• PROMPT: Each record below needs to be copied out exactly as it stands.

• SOURCE RECORDS:
*****

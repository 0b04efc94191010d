//! ビルトインコマンドの実装。
//!
//! ビルトインは spawn を経由せずプロセス内で直接実行される。
//! `try_exec()` が `Some(status)` を返せばビルトインとして処理済み、
//! `None` なら外部コマンドとして executor に委ねる。
//!
//! `bg` / `fg` のターゲットは `%N`（ジョブ番号）または PID で指定する。

use libc::pid_t;

use crate::job::JobState;
use crate::shell::Shell;
use crate::signals;

/// ビルトインコマンドの実行を試みる。
///
/// 戻り値:
/// - `Some(status)` — ビルトインとして実行済み
/// - `None` — 該当するビルトインなし（外部コマンドとして実行すべき）
pub fn try_exec(shell: &mut Shell, argv: &[String]) -> Option<i32> {
    match argv[0].as_str() {
        "quit" => {
            shell.should_exit = true;
            Some(0)
        }
        // 単独の & は無視する
        "&" => Some(0),
        "jobs" => Some(builtin_jobs(shell)),
        "bg" | "fg" => Some(builtin_bgfg(shell, argv)),
        _ => None,
    }
}

/// `jobs` — ジョブテーブルをテーブル順に表示する。
fn builtin_jobs(shell: &Shell) -> i32 {
    for line in shell.jobs.lock().list() {
        println!("{}", line);
    }
    0
}

// ── bg / fg ─────────────────────────────────────────────────────────

/// `bg` / `fg` のターゲット指定。
enum Target {
    Jid(u32),
    Pid(pid_t),
}

/// `bg <pid|%jobid>` / `fg <pid|%jobid>` の共通処理。
///
/// ターゲット解決 → プロセスグループへ SIGCONT → 状態変更（と bg の確認行）を
/// レジストリロックを保持したまま行う。シグナル消費スレッドは SIGCONT 後の
/// 状態変化をロック解放まで処理できないため、状態変更が削除に追い越されない。
/// `fg` はロック解放後に待機ゲートへ入る。
fn builtin_bgfg(shell: &mut Shell, argv: &[String]) -> i32 {
    let name = argv[0].as_str();

    let Some(arg) = argv.get(1) else {
        println!("{} command requires PID or %jobid argument", name);
        return 1;
    };

    let target = if let Some(rest) = arg.strip_prefix('%') {
        match rest.parse::<u32>() {
            Ok(jid) => Target::Jid(jid),
            Err(_) => {
                println!("{}: argument must be a PID or %jobid", name);
                return 1;
            }
        }
    } else {
        match arg.parse::<pid_t>() {
            Ok(pid) => Target::Pid(pid),
            Err(_) => {
                println!("{}: argument must be a PID or %jobid", name);
                return 1;
            }
        }
    };

    let to_background = name == "bg";
    let fg_target;
    {
        let mut table = shell.jobs.lock();
        let job = match target {
            Target::Jid(jid) => {
                let Some(job) = table.get_mut_by_jid(jid) else {
                    println!("%{}: No such job", jid);
                    return 1;
                };
                job
            }
            Target::Pid(pid) => {
                let Some(job) = table.get_mut_by_pid(pid) else {
                    println!("({}): No such process", pid);
                    return 1;
                };
                job
            }
        };

        signals::continue_group(job.pid);

        if to_background {
            job.state = JobState::Background;
            println!("[{}] ({}) {}", job.jid, job.pid, job.cmdline);
            fg_target = None;
        } else {
            job.state = JobState::Foreground;
            fg_target = Some(job.pid);
        }
    }

    if let Some(pid) = fg_target {
        shell.jobs.wait_for_fg(pid);
    }
    0
}

// ── Tests ───────────────────────────────────────────────────────────

#[cfg(test)]
mod tests {
    use super::*;

    fn shell() -> Shell {
        Shell::new(false)
    }

    #[test]
    fn quit_sets_exit_flag() {
        let mut sh = shell();
        let status = try_exec(&mut sh, &["quit".to_string()]);
        assert_eq!(status, Some(0));
        assert!(sh.should_exit);
    }

    #[test]
    fn lone_ampersand_is_ignored() {
        let mut sh = shell();
        assert_eq!(try_exec(&mut sh, &["&".to_string()]), Some(0));
    }

    #[test]
    fn external_command_is_not_a_builtin() {
        let mut sh = shell();
        assert_eq!(try_exec(&mut sh, &["ls".to_string()]), None);
    }

    // ── ターゲット解決エラー ──

    #[test]
    fn fg_with_unknown_jid_changes_nothing() {
        let mut sh = shell();
        sh.jobs.lock().add(100, JobState::Stopped, "cat");
        let before = sh.jobs.lock().list();
        let status = try_exec(&mut sh, &["fg".to_string(), "%99".to_string()]);
        assert_eq!(status, Some(1));
        assert_eq!(sh.jobs.lock().list(), before);
    }

    #[test]
    fn bg_without_argument_fails() {
        let mut sh = shell();
        let status = try_exec(&mut sh, &["bg".to_string()]);
        assert_eq!(status, Some(1));
    }

    #[test]
    fn bg_with_malformed_argument_fails() {
        let mut sh = shell();
        assert_eq!(
            try_exec(&mut sh, &["bg".to_string(), "%abc".to_string()]),
            Some(1),
        );
        assert_eq!(
            try_exec(&mut sh, &["fg".to_string(), "abc".to_string()]),
            Some(1),
        );
    }

    #[test]
    fn bg_with_unknown_pid_reports_no_such_process() {
        let mut sh = shell();
        let status = try_exec(&mut sh, &["bg".to_string(), "12345".to_string()]);
        assert_eq!(status, Some(1));
        assert!(sh.jobs.lock().is_empty());
    }
}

*****

• RESPONSE TO THIS EXERCISE:
repository 0b04efc94191010d
//! ビルトインコマンドの実装。
//!
//! ビルトインは spawn を経由せずプロセス内で直接実行される。
//! `try_exec()` が `Some(status)` を返せばビルトインとして処理済み、
//! `None` なら外部コマンドとして executor に委ねる。
//!
//! `bg` / `fg` のターゲットは `%N`（ジョブ番号）または PID で指定する。

use libc::pid_t;

use crate::job::JobState;
use crate::shell::Shell;
use crate::signals;

/// ビルトインコマンドの実行を試みる。
///
/// 戻り値:
/// - `Some(status)` — ビルトインとして実行済み
/// - `None` — 該当するビルトインなし（外部コマンドとして実行すべき）
pub fn try_exec(shell: &mut Shell, argv: &[String]) -> Option<i32> {
    match argv[0].as_str() {
        "quit" => {
            shell.should_exit = true;
            Some(0)
        }
        // 単独の & は無視する
        "&" => Some(0),
        "jobs" => Some(builtin_jobs(shell)),
        "bg" | "fg" => Some(builtin_bgfg(shell, argv)),
        _ => None,
    }
}

/// `jobs` — ジョブテーブルをテーブル順に表示する。
fn builtin_jobs(shell: &Shell) -> i32 {
    for line in shell.jobs.lock().list() {
        println!("{}", line);
    }
    0
}

// ── bg / fg ─────────────────────────────────────────────────────────

/// `bg` / `fg` のターゲット指定。
enum Target {
    Jid(u32),
    Pid(pid_t),
}

/// `bg <pid|%jobid>` / `fg <pid|%jobid>` の共通処理。
///
/// ターゲット解決 → プロセスグループへ SIGCONT → 状態変更（と bg の確認行）を
/// レジストリロックを保持したまま行う。シグナル消費スレッドは SIGCONT 後の
/// 状態変化をロック解放まで処理できないため、状態変更が削除に追い越されない。
/// `fg` はロック解放後に待機ゲートへ入る。
fn builtin_bgfg(shell: &mut Shell, argv: &[String]) -> i32 {
    let name = argv[0].as_str();

    let Some(arg) = argv.get(1) else {
        println!("{} command requires PID or %jobid argument", name);
        return 1;
    };

    let target = if let Some(rest) = arg.strip_prefix('%') {
        match rest.parse::<u32>() {
            Ok(jid) => Target::Jid(jid),
            Err(_) => {
                println!("{}: argument must be a PID or %jobid", name);
                return 1;
            }
        }
    } else {
        match arg.parse::<pid_t>() {
            Ok(pid) => Target::Pid(pid),
            Err(_) => {
                println!("{}: argument must be a PID or %jobid", name);
                return 1;
            }
        }
    };

    let to_background = name == "bg";
    let fg_target;
    {
        let mut table = shell.jobs.lock();
        let job = match target {
            Target::Jid(jid) => {
                let Some(job) = table.get_mut_by_jid(jid) else {
                    println!("%{}: No such job", jid);
                    return 1;
                };
                job
            }
            Target::Pid(pid) => {
                let Some(job) = table.get_mut_by_pid(pid) else {
                    println!("({}): No such process", pid);
                    return 1;
                };
                job
            }
        };

        signals::continue_group(job.pid);

        if to_background {
            job.state = JobState::Background;
            println!("[{}] ({}) {}", job.jid, job.pid, job.cmdline);
            fg_target = None;
        } else {
            job.state = JobState::Foreground;
            fg_target = Some(job.pid);
        }
    }

    if let Some(pid) = fg_target {
        shell.jobs.wait_for_fg(pid);
    }
    0
}

// ── Tests ───────────────────────────────────────────────────────────

#[cfg(test)]
mod tests {
    use super::*;

    fn shell() -> Shell {
        Shell::new(false)
    }

    #[test]
    fn quit_sets_exit_flag() {
        let mut sh = shell();
        let status = try_exec(&mut sh, &["quit".to_string()]);
        assert_eq!(status, Some(0));
        assert!(sh.should_exit);
    }

    #[test]
    fn lone_ampersand_is_ignored() {
        let mut sh = shell();
        assert_eq!(try_exec(&mut sh, &["&".to_string()]), Some(0));
    }

    #[test]
    fn external_command_is_not_a_builtin() {
        let mut sh = shell();
        assert_eq!(try_exec(&mut sh, &["ls".to_string()]), None);
    }

    // ── ターゲット解決エラー ──

    #[test]
    fn fg_with_unknown_jid_changes_nothing() {
        let mut sh = shell();
        sh.jobs.lock().add(100, JobState::Stopped, "cat");
        let before = sh.jobs.lock().list();
        let status = try_exec(&mut sh, &["fg".to_string(), "%99".to_string()]);
        assert_eq!(status, Some(1));
        assert_eq!(sh.jobs.lock().list(), before);
    }

    #[test]
    fn bg_without_argument_fails() {
        let mut sh = shell();
        let status = try_exec(&mut sh, &["bg".to_string()]);
        assert_eq!(status, Some(1));
    }

    #[test]
    fn bg_with_malformed_argument_fails() {
        let mut sh = shell();
        assert_eq!(
            try_exec(&mut sh, &["bg".to_string(), "%abc".to_string()]),
            Some(1),
        );
        assert_eq!(
            try_exec(&mut sh, &["fg".to_string(), "abc".to_string()]),
            Some(1),
        );
    }

    #[test]
    fn bg_with_unknown_pid_reports_no_such_process() {
        let mut sh = shell();
        let status = try_exec(&mut sh, &["bg".to_string(), "12345".to_string()]);
        assert_eq!(status, Some(1));
        assert!(sh.jobs.lock().is_empty());
    }
}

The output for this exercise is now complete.